# I qwould love to hear everyones experience with Altisource!



## Maryjanebehave (Oct 7, 2017)

Hi there! Just out of curiosity, what are y'alls experience with Altisource?


----------



## Mina26 (Jun 2, 2018)

I have done several repair orders for this company and I would recommend working with them to anyone.


----------



## avn128 (Jan 16, 2017)

They pay is low, but they do pay all the time and the processing is easy as they arent too strict. Many have left them due to them lowering rates every year even though their rates from their clients have not changed


----------



## meletonin1 (Jun 3, 2018)

Sure they pay on time.

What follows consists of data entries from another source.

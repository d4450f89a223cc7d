use std::fmt;
use std::str::FromStr;

use serde::{Deserialize, Serialize};

/// The tri-state validity recorded by `backup.info`'s `VALID` key.
///
/// Only [`ValidState::True`] backups participate in neighbor selection during delete (§4.6).
#[derive(Debug, Clone, Copy, PartialEq, Eq, Serialize, Deserialize)]
pub enum ValidState {
    True,
    False,
    Unknown,
}

impl ValidState {
    pub fn is_valid(self) -> bool {
        self == ValidState::True
    }
}

impl fmt::Display for ValidState {
    fn fmt(&self, f: &mut fmt::Formatter<'_>) -> fmt::Result {
        f.write_str(match self {
            ValidState::True => "1",
            ValidState::False => "0",
            ValidState::Unknown => "unknown",
        })
    }
}

impl FromStr for ValidState {
    type Err = anyhow::Error;

    fn from_str(s: &str) -> Result<Self, Self::Err> {
        match s.trim() {
            "1" | "true" | "TRUE" => Ok(ValidState::True),
            "0" | "false" | "FALSE" => Ok(ValidState::False),
            "unknown" | "UNKNOWN" => Ok(ValidState::Unknown),
            other => anyhow::bail!("invalid VALID value: {other:?}"),
        }
    }
}
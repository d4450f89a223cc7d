//! Thin CLI wrapper around the incremental-link and backup-retention core (§6: "No CLI surface
//! is owned by this core"). Owns argument parsing and stanza lookup only; all linking/deletion
//! logic lives in `pgbr-datastore`/`pgbr-workflow`.

use std::collections::HashSet;
use std::path::PathBuf;

use anyhow::{Context, Result};
use clap::{Parser, Subcommand};

use pgbr_datastore::Manifest;
use pgbr_workflow::{delete, ExclusionRegistry};

#[derive(Parser)]
#[command(name = "pgbr-manager", about = "incremental-link and backup-retention operations")]
struct Cli {
    /// Path to the INI-stanza configuration file.
    #[arg(long, default_value = "/etc/pgbr/pgbr.conf")]
    config: PathBuf,

    /// Name of the `[server]` stanza to operate on.
    #[arg(long)]
    server: String,

    #[command(subcommand)]
    command: Command,
}

#[derive(Subcommand)]
enum Command {
    /// Backup-tree linking and deletion operations.
    Backup {
        #[command(subcommand)]
        action: BackupAction,
    },
}

#[derive(Subcommand)]
enum BackupAction {
    /// Deduplicates a freshly taken backup against its immediate predecessor: Mode LINK over
    /// `data/`, then Mode COMPARE-LINK over every tablespace sibling (§4.2.1, §4.2.4).
    Link { label: String, prev_label: String },

    /// Mode LINK on raw paths, bypassing backup-root/tablespace discovery.
    LinkRaw { from: PathBuf, to: PathBuf },

    /// Mode LINK-MANIFEST: post-incremental-backup deduplication trusting the manifest
    /// (§4.2.2). `--added`/`--changed` may be repeated for each relative path in that set.
    LinkManifest {
        base_from: PathBuf,
        base_to: PathBuf,
        #[arg(long = "added")]
        added: Vec<String>,
        #[arg(long = "changed")]
        changed: Vec<String>,
    },

    /// Runs the delete workflow (§4.6) for a backup label.
    Delete { label: String },

    /// Lists dangling symlinks under the server's backup tree (§7's documented manual-repair
    /// step). Read-only: reports, does not fix.
    ScanDangling,
}

fn main() -> Result<()> {
    env_logger::init();
    let cli = Cli::parse();

    let servers = pgbr_config::load(&cli.config)
        .with_context(|| format!("loading {}", cli.config.display()))?;
    let config = servers
        .into_iter()
        .find(|s| s.server == cli.server)
        .with_context(|| format!("no stanza named {:?} in {}", cli.server, cli.config.display()))?;

    match cli.command {
        Command::Backup { action } => match action {
            BackupAction::Link { label, prev_label } => {
                let from_root = config.backup_dir(&label);
                let to_root = config.backup_dir(&prev_label);
                pgbr_datastore::link_backup(&from_root, &to_root, config.worker_threads, None)?;
            }
            BackupAction::LinkRaw { from, to } => {
                pgbr_datastore::run_link(&from, &to, config.worker_threads, None)?;
            }
            BackupAction::LinkManifest {
                base_from,
                base_to,
                added,
                changed,
            } => {
                let added: HashSet<String> = added.into_iter().collect();
                let changed: HashSet<String> = changed.into_iter().collect();
                let manifest = Manifest {
                    added: &added,
                    changed: &changed,
                };
                pgbr_datastore::run_link_manifest(
                    &base_from,
                    &base_to,
                    &manifest,
                    config.suffix_config(),
                    config.worker_threads,
                    None,
                )?;
            }
            BackupAction::Delete { label } => {
                let registry = ExclusionRegistry::new();
                delete::execute(&config, &registry, &label, None)?;
            }
            BackupAction::ScanDangling => {
                let dangling = pgbr_datastore::repair::scan_dangling(&config.server_backup_dir())?;
                for path in &dangling {
                    println!("{}", path.display());
                }
                if dangling.is_empty() {
                    log::info!("no dangling symlinks found under {}", config.server_backup_dir().display());
                }
            }
        },
    }

    Ok(())
}
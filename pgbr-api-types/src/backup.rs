use std::cmp::Ordering;
use std::fmt;

use serde::{Deserialize, Serialize};

use crate::valid::ValidState;

/// A backup label. Labels are lexicographically sortable by time (§3), the way pgBackRest
/// names backups `<type>-<start-timestamp>` so string order already matches chronological
/// order; we carry that invariant as a newtype rather than re-deriving it from a timestamp.
#[derive(Debug, Clone, PartialEq, Eq, Hash, Serialize, Deserialize)]
pub struct Label(String);

impl Label {
    pub fn new(label: impl Into<String>) -> Self {
        Self(label.into())
    }

    pub fn as_str(&self) -> &str {
        &self.0
    }
}

impl fmt::Display for Label {
    fn fmt(&self, f: &mut fmt::Formatter<'_>) -> fmt::Result {
        f.write_str(&self.0)
    }
}

impl PartialOrd for Label {
    fn partial_cmp(&self, other: &Self) -> Option<Ordering> {
        Some(self.cmp(other))
    }
}

impl Ord for Label {
    fn cmp(&self, other: &Self) -> Ordering {
        self.0.cmp(&other.0)
    }
}

impl From<String> for Label {
    fn from(s: String) -> Self {
        Label(s)
    }
}

impl From<&str> for Label {
    fn from(s: &str) -> Self {
        Label(s.to_string())
    }
}

/// The essential attributes of one backup, as read from `backup.info` (§3, §6).
#[derive(Debug, Clone, Serialize, Deserialize)]
pub struct BackupRecord {
    pub label: Label,
    pub valid: ValidState,
    pub keep: bool,
    pub size: u64,
}

impl BackupRecord {
    pub fn is_valid(&self) -> bool {
        self.valid.is_valid()
    }
}
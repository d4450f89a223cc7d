//! Byte-identity check between two regular files (C3).

use std::fs::File;
use std::io::Read;
use std::path::Path;

const CHUNK_SIZE: usize = 64 * 1024;

/// Returns whether `a` and `b` contain exactly the same bytes.
///
/// Short-circuits on size mismatch without reading content, then streams both files in
/// matching-sized chunks. Any I/O error on either side is treated as "cannot confirm
/// equality" and yields `false` rather than propagating (§4.3, §7) — callers must leave the
/// files untouched in that case, never delete on an unconfirmed comparison.
pub fn compare_files(a: &Path, b: &Path) -> bool {
    let (mut fa, mut fb) = match (File::open(a), File::open(b)) {
        (Ok(fa), Ok(fb)) => (fa, fb),
        _ => return false,
    };

    let (meta_a, meta_b) = match (fa.metadata(), fb.metadata()) {
        (Ok(a), Ok(b)) => (a, b),
        _ => return false,
    };
    if meta_a.len() != meta_b.len() {
        return false;
    }

    let mut buf_a = [0u8; CHUNK_SIZE];
    let mut buf_b = [0u8; CHUNK_SIZE];
    loop {
        let read_a = match fa.read(&mut buf_a) {
            Ok(n) => n,
            Err(_) => return false,
        };
        let read_b = match fb.read(&mut buf_b) {
            Ok(n) => n,
            Err(_) => return false,
        };
        if read_a != read_b {
            return false;
        }
        if read_a == 0 {
            return true;
        }
        if buf_a[..read_a] != buf_b[..read_b] {
            return false;
        }
    }
}
//! Wires the delete state machine ([`crate::delete::execute`]) up as a [`WorkflowStage`]
//! (§4.6: "a three-stage workflow ... consumed by a generic workflow runner. Only `execute`
//! carries contract; `setup` and `teardown` log.").

use anyhow::Result;

use pgbr_api_types::{node_key, ServerConfig};

use crate::exclusion::ExclusionRegistry;
use crate::runner::{NodeDeque, WorkflowStage};

pub struct DeleteWorkflow<'a> {
    pub config: &'a ServerConfig,
    pub registry: &'a ExclusionRegistry,
}

impl WorkflowStage for DeleteWorkflow<'_> {
    fn setup(&self, server_id: &str, identifier: &str, _node: &mut NodeDeque) -> Result<()> {
        log::info!("server {server_id}: starting delete workflow for backup {identifier}");
        Ok(())
    }

    fn execute(&self, _server_id: &str, identifier: &str, node: &mut NodeDeque) -> Result<()> {
        let label = node.get_str(node_key::LABEL).unwrap_or(identifier);
        crate::delete::execute(self.config, self.registry, label, None)?;
        Ok(())
    }

    fn teardown(&self, server_id: &str, identifier: &str, _node: &mut NodeDeque) -> Result<()> {
        log::info!("server {server_id}: delete workflow finished for backup {identifier}");
        Ok(())
    }
}

#[cfg(test)]
mod tests {
    use super::*;
    use crate::runner::run_chain;
    use std::fs;
    use tempfile::tempdir;

    #[test]
    fn delete_workflow_stage_runs_the_state_machine_through_the_generic_runner() {
        let root = tempdir().unwrap();
        let dir = root.path().join("pg1/backup/20260101-full");
        fs::create_dir_all(dir.join("data")).unwrap();
        fs::write(dir.join("backup.info"), "LABEL=20260101-full\nVALID=1\nKEEP=0\nBACKUP=0\n").unwrap();

        let config = ServerConfig::new("pg1", root.path());
        let registry = ExclusionRegistry::new();
        let stage = DeleteWorkflow {
            config: &config,
            registry: &registry,
        };

        let mut node = NodeDeque::new();
        node.insert_str(node_key::LABEL, "20260101-full");

        run_chain(&stage, "pg1", "20260101-full", &mut node).unwrap();
        assert!(!dir.exists());
    }
}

At the rate they pay of course.


----------



## meletonin1 (Jun 3, 2018)

Did anyone here expect the lower rates plan introduced by Altisource?


----------



## ALong1002! (Mar 21, 2018)

I was looking forward to working with them. We had good experience with them subbing from other companies good bid approvals, pay was on time and work load was good. We elected not to sign on with them they wanted more insurance then we have. GL which is normal. We don't carry E&O my agent says beware of anyone who wants you to carry it. The companies we sub from should carry it but not us. They wanted to be holders on the auto I never heard of that, I ran it by my agent and she never heard of it. We are workers comp exempt. We don't have any employees we do everything ourselves so we don't have payroll. My agent could not get a company to sign us due to not having employees they wanted 1,000,000 coverage. I wasn't to impressed with the price sheet. It seemed really low. I got paid more from companies working with them as clients all in all I didn't feel like it was for us.


----------



## Racerx (Aug 29, 2012)

After working for Altisource in the early 2000's we were pushed out during their purge when they wanted to go the regional route,I recently reached out to them in hopes of on boarding again because the first time around they treated us fairly well, after submitting all of our paperwork and thinking that things were going well with them I received their new price sheet and was VERY DISAPPOINTED..all of their pricing had actually decreased....we are not pursuing restarting our relationship with them again...


----------



## Tre (Nov 2, 2020)

Horrible at getting paid on time, correct amounts and following invoices!! Putting leins on propertys because of them!! Hopefully getting paid soon but wouldn't recommend altisourse for anyone!! Stay away!


----------



## meletonin1 (Jun 3, 2018)

Tre said:


> Horrible at getting paid on time, correct amounts and following invoices!! Putting leins on propertys because of them!! Hopefully getting paid soon but wouldn't recommend altisourse for anyone!! Stay away!


That was always good with them however a new management team took over, and they are terrible. Losing clients and not paying. This is in addition to their low rates even though they are getting high rates from the few clients they still have. There is a group of ex vendors who are in contact with their clients.


----------